141 次元が低すぎるんだが
翌日の朝、優はいつも通りに目覚め、いつも通りに学校に行く支度をしていた。
昨日まで不調だった有咲もある程度回復し、今日からともに学校に行く予定だ。
2人は朝食を済ませ、最後の支度をしてから玄関の扉を開いた。
「あ、おはよう2人とも」
「おはよう」
「おはようございます」
扉を開いてすぐ前にはいつも通り七海がいて、嬉しそうな笑顔を向けながら近づいてくる。
「やっと一緒に登校できるねっ!私寂しかったんだよー?」
「それはごめん」
「まあ2人の体調が良くなったのならいいんだけどね」
そんな会話をしながら3人は登校し、校内に入ったところで有咲と別れて教室に向かった。
「あ、2人ともおはよー。如月くん体調はよくなったの?」
教室に入ってすぐに璃々り話しかけられ、元気だと言うことを伝えると嬉しそうな笑顔を浮かべてきた。
「そうなの!よかったぁ」
「…」
「如月くん…?どうかした…?」
「ん?いや…」
璃々の喜びぶりを見て、優は違和感を覚えていた。
正直そこまで心配されるほど仲が良かった記憶がない。
いや、単純に体調不良のクラスメイトを心配していただけだろうか。
そういう人だしな。
優が少し思考を巡らせていると、隣の七海がニヤニヤしながら口を開き始めた。
「ふふん、優くんの考えていることはよ〜くわかるよー。その疑問に答えてあげましょう〜」
「いや誰だよ」
「璃々ちゃんにとって優くんは友達なんだよ?しかも割としたいし方のね」
「へ?」
少し想定外すぎて腑抜けた声が出てしまった。
だが璃々はそんなこと気にもせずに七海の発言について話し始める。
「まぁ、私はそう思っているんだけど…如月くんはどうかな…?」
恥ずかしそうに訊いてきて少し困惑するが、それを表には出さずに素早く返答する。
「そうだな…。俺たちは、友達だな。うん、そう思う」
「よしっ!友情成立だね!」
「いやさっきからあんたは誰」
七海はツッコまれても完全に無視して話し続ける。
「で、話を戻すと、璃々ちゃんは友達が心配だった。それだけだよねっ!」
「うん、そうだけど…」
「どう?疑問は解けた?」
「ん、まぁ…」
なんか七海のやりたいようにやられた気がするが、とりあえずのところは良しとすか…いや、よくなさそうな人がいるな。
璃々が何か言いたそうな顔をしている。
これは、デカいのが来るぞ。
直感的にそう思い、優は身構える。
そして、璃々の口が開かれた。
「でも結局1番心配してたのは七海ちゃんだよね?途中から泣きそうになりながら『妻の私が看病しないと…』とか呟いてたよね?」
あ、想像よりエグいの来たな。
これは多分、相当効いてるな。
七海の方を向くとやはり顔を赤くしていて、今にも爆発してしまいそうなほど頬を膨らませている。
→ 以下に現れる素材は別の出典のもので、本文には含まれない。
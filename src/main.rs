mod display;

use std::collections::HashMap;
use std::io::{stdout, BufWriter, Write};
use std::path::PathBuf;
use std::sync::mpsc;
use std::thread;
use std::time::{Duration, Instant};

use anyhow::{Context, Result};
use clap::Parser;
use crossterm::{
    cursor,
    event::{
        self, Event, KeyCode, KeyEvent, KeyEventKind, KeyModifiers, KeyboardEnhancementFlags,
        PopKeyboardEnhancementFlags, PushKeyboardEnhancementFlags,
    },
    terminal, ExecutableCommand,
};
use rand::rngs::StdRng;
use rand::SeedableRng;

use plane_game::compute::{handle_input, initial_effects, new_session, tick};
use plane_game::effects::dispatch;
use plane_game::entities::{GameSession, InputEvent, Phase};
use plane_game::render::{draw_frame, redraw_frame};
use plane_game::GameConfig;

use display::{Hud, TerminalRenderer};

#[derive(Parser, Debug)]
#[command(name = "plane_game", about = "Dodge and shoot falling obstacles")]
struct Args {
    /// JSON file overriding any subset of the game settings
    #[arg(long)]
    config: Option<PathBuf>,

    /// Seed for obstacle placement (random if omitted)
    #[arg(long)]
    seed: Option<u64>,

    /// Frames per second
    #[arg(long, default_value_t = 60, value_parser = clap::value_parser!(u32).range(1..=240))]
    fps: u32,
}

// ── Held-key tracking ─────────────────────────────────────────────────────────

/// How long a key stays "held" after its last press or repeat event, for
/// terminals that never report key release.  The first press has to bridge
/// the OS initial repeat delay (commonly 250-500 ms); once auto-repeat kicks
/// in, events arrive at 15 Hz or faster.
const INITIAL_HOLD: Duration = Duration::from_millis(500);
const REPEAT_HOLD: Duration = Duration::from_millis(150);

/// Whole frames covering `hold`, rounded up, never zero.
fn hold_frames(hold: Duration, frame_time: Duration) -> u64 {
    let frame_ns = frame_time.as_nanos().max(1);
    (hold.as_nanos().div_ceil(frame_ns) as u64).max(1)
}

#[derive(Clone, Copy, Debug)]
struct HeldKey {
    last_frame: u64,
    /// Seen more than once in a row: auto-repeat is running.
    repeating: bool,
}

/// Hold windows converted to frames at the current frame rate.
struct HoldWindow {
    initial: u64,
    repeat: u64,
}

impl HoldWindow {
    fn new(frame_time: Duration) -> Self {
        HoldWindow {
            initial: hold_frames(INITIAL_HOLD, frame_time),
            repeat: hold_frames(REPEAT_HOLD, frame_time),
        }
    }

    fn is_held(&self, key: &HeldKey, frame: u64) -> bool {
        let window = if key.repeating { self.repeat } else { self.initial };
        frame.saturating_sub(key.last_frame) <= window
    }

    /// Record a press or repeat.  A press arriving while the key is still
    /// held is an OS repeat on terminals without repeat reporting.
    fn record(&self, keys: &mut HashMap<KeyCode, HeldKey>, code: KeyCode, frame: u64, repeat: bool) {
        let repeating = repeat
            || keys
                .get(&code)
                .map(|k| self.is_held(k, frame))
                .unwrap_or(false);
        keys.insert(
            code,
            HeldKey {
                last_frame: frame,
                repeating,
            },
        );
    }

    fn any_held(&self, keys: &HashMap<KeyCode, HeldKey>, codes: &[KeyCode], frame: u64) -> bool {
        codes
            .iter()
            .any(|c| keys.get(c).map(|k| self.is_held(k, frame)).unwrap_or(false))
    }
}

const LEFT_KEYS: [KeyCode; 3] = [KeyCode::Left, KeyCode::Char('a'), KeyCode::Char('A')];
const RIGHT_KEYS: [KeyCode; 3] = [KeyCode::Right, KeyCode::Char('d'), KeyCode::Char('D')];

/// One-shot actions for a key press in the given phase.
fn press_to_event(code: KeyCode, phase: Phase) -> Option<InputEvent> {
    let trigger = matches!(
        code,
        KeyCode::Enter | KeyCode::Char(' ') | KeyCode::Char('w') | KeyCode::Char('W')
    );
    match phase {
        Phase::NotStarted if trigger => Some(InputEvent::Start),
        Phase::GameOver if trigger || matches!(code, KeyCode::Char('r') | KeyCode::Char('R')) => {
            Some(InputEvent::Restart)
        }
        Phase::Running if matches!(code, KeyCode::Char('w') | KeyCode::Char('W')) => {
            Some(InputEvent::Fire)
        }
        _ => None,
    }
}

fn is_quit(code: KeyCode, modifiers: KeyModifiers) -> bool {
    match code {
        KeyCode::Char('q') | KeyCode::Char('Q') | KeyCode::Esc => true,
        KeyCode::Char('c') => modifiers.contains(KeyModifiers::CONTROL),
        _ => false,
    }
}

// ── Game loop ─────────────────────────────────────────────────────────────────

/// Runs until the player quits.
///
/// Input model: a `held` map records the frame of the last press/repeat
/// event for every key.  Each frame the freshest direction is
/// turned into `MoveLeft` / `MoveRight` / `StopMove`, so holding W and a
/// direction at the same time works on terminals with and without
/// key-release reporting.
fn game_loop<W: Write>(
    renderer: &mut TerminalRenderer<W>,
    config: &GameConfig,
    rx: &mpsc::Receiver<Event>,
    rng: &mut StdRng,
    frame_time: Duration,
) -> Result<GameSession> {
    let clock = Instant::now();
    let mut hud = Hud::default();
    let mut session = new_session(config);
    dispatch(&initial_effects(&session), &mut hud);

    let hold = HoldWindow::new(frame_time);
    let mut held: HashMap<KeyCode, HeldKey> = HashMap::new();
    let mut frame: u64 = 0;
    let mut needs_redraw = false;

    loop {
        let frame_start = Instant::now();
        frame += 1;
        let now_ms = clock.elapsed().as_millis() as u64;

        // ── Drain all pending input events (non-blocking) ─────────────────────
        let mut pressed: Vec<InputEvent> = Vec::new();
        while let Ok(ev) = rx.try_recv() {
            match ev {
                Event::Key(KeyEvent {
                    code,
                    kind,
                    modifiers,
                    ..
                }) => match kind {
                    KeyEventKind::Press => {
                        if is_quit(code, modifiers) {
                            return Ok(session);
                        }
                        hold.record(&mut held, code, frame, false);
                        // Phase may change mid-drain (start, then fire)
                        let phase = pressed
                            .iter()
                            .fold(session.phase, |phase, e| match (phase, e) {
                                (Phase::NotStarted, InputEvent::Start)
                                | (Phase::GameOver, InputEvent::Restart) => Phase::Running,
                                _ => phase,
                            });
                        pressed.extend(press_to_event(code, phase));
                    }
                    KeyEventKind::Repeat => {
                        hold.record(&mut held, code, frame, true);
                    }
                    KeyEventKind::Release => {
                        held.remove(&code);
                    }
                },
                Event::Resize(width, height) => {
                    renderer.resize(width, height);
                    needs_redraw = true;
                }
                _ => {}
            }
        }

        for event in pressed {
            let (next, effects) = handle_input(&session, config, event, now_ms, rng);
            session = next;
            dispatch(&effects, &mut hud);
        }

        // ── Steering from held keys ───────────────────────────────────────────
        let left = hold.any_held(&held, &LEFT_KEYS, frame);
        let right = hold.any_held(&held, &RIGHT_KEYS, frame);
        let steer = match (left, right) {
            (true, false) => InputEvent::MoveLeft,
            (false, true) => InputEvent::MoveRight,
            _ => InputEvent::StopMove,
        };
        let (next, _) = handle_input(&session, config, steer, now_ms, rng);
        session = next;

        let (next, effects) = tick(&session, config, now_ms, rng);
        session = next;
        dispatch(&effects, &mut hud);

        // The end screen is drawn over the last frame, so a new layout
        // needs the whole scene again.
        if std::mem::take(&mut needs_redraw) {
            redraw_frame(renderer, &session, config)?;
        } else {
            draw_frame(renderer, &session, config)?;
        }
        renderer.draw_hud(&mut hud)?;
        renderer.present()?;

        let elapsed = frame_start.elapsed();
        if elapsed < frame_time {
            thread::sleep(frame_time - elapsed);
        }
    }
}

// ── Entry point ───────────────────────────────────────────────────────────────

fn main() -> Result<()> {
    env_logger::init();
    let args = Args::parse();

    let config = match &args.config {
        Some(path) => GameConfig::load(path)
            .with_context(|| format!("loading config from {}", path.display()))?,
        None => GameConfig::default().validated()?,
    };
    let mut rng = match args.seed {
        Some(seed) => StdRng::seed_from_u64(seed),
        None => StdRng::from_entropy(),
    };
    let frame_time = Duration::from_secs(1) / args.fps;
    log::info!("starting with {:?}, {} fps", config, args.fps);

    let mut out = BufWriter::new(stdout());
    terminal::enable_raw_mode().context("enabling raw mode")?;
    out.execute(terminal::EnterAlternateScreen)?;
    out.execute(cursor::Hide)?;

    // Request key-release (and key-repeat) events from the terminal.
    // Kitty-protocol terminals support this; others fall back gracefully.
    let keyboard_enhanced = out
        .execute(PushKeyboardEnhancementFlags(
            KeyboardEnhancementFlags::REPORT_EVENT_TYPES,
        ))
        .is_ok();

    // Dedicate a thread exclusively to blocking event reads, sending them
    // through a channel so the game loop never has to block on I/O.
    let (tx, rx) = mpsc::channel::<Event>();
    thread::spawn(move || {
        while let Ok(ev) = event::read() {
            if tx.send(ev).is_err() {
                break; // receiver dropped → program exiting
            }
        }
    });

    let result = terminal::size()
        .context("querying terminal size")
        .and_then(|(width, height)| {
            let mut renderer = TerminalRenderer::new(&mut out, &config, width, height);
            game_loop(&mut renderer, &config, &rx, &mut rng, frame_time)
        });

    // Always restore the terminal
    if keyboard_enhanced {
        let _ = out.execute(PopKeyboardEnhancementFlags);
    }
    let _ = out.execute(cursor::Show);
    let _ = out.execute(terminal::LeaveAlternateScreen);
    let _ = terminal::disable_raw_mode();

    let session = result?;
    println!(
        "Final score: {}  High score: {}",
        session.score, session.high_score
    );
    Ok(())
}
「そ、それは言っちゃダメだよ!!確かに私が1番心配してたけど!そこまで詳しく言っちゃダメなの!!」
まるで子供のように駄々をこねる。
うーん、何だこの争い。
あまりにも低次元すぎる。
このままではこの場にいるこちらも低次元扱いされてしまう。
流石にそれは不本意なので優は2人を止めにかかる。
「まぁとにかく、2人とも友達の俺を心配してくれてたってことだよな?」
「うん、そうだけど」
「ありがとな。こんな俺のことを心配してくれて。もう大丈夫だから、これからも仲良くしていこうぜ」
「う、うん…」
何だか釈然としないまま話を強制終了させられ、七海は少し心の中にモヤモヤが残るが、今それを解消している暇はない。
「全員席に着けー」
担任の先生がチャイムよりも早めに扉を開けて入ってきたのだ。
仕方なく七海は席に腰を下ろし、少しの間優の顔を見つめる。
(次は絶対に私が看病するんだからっ…!)
もし優が熱を出しても必ず自分がそばにいようと心に誓いながら目線を前に戻した。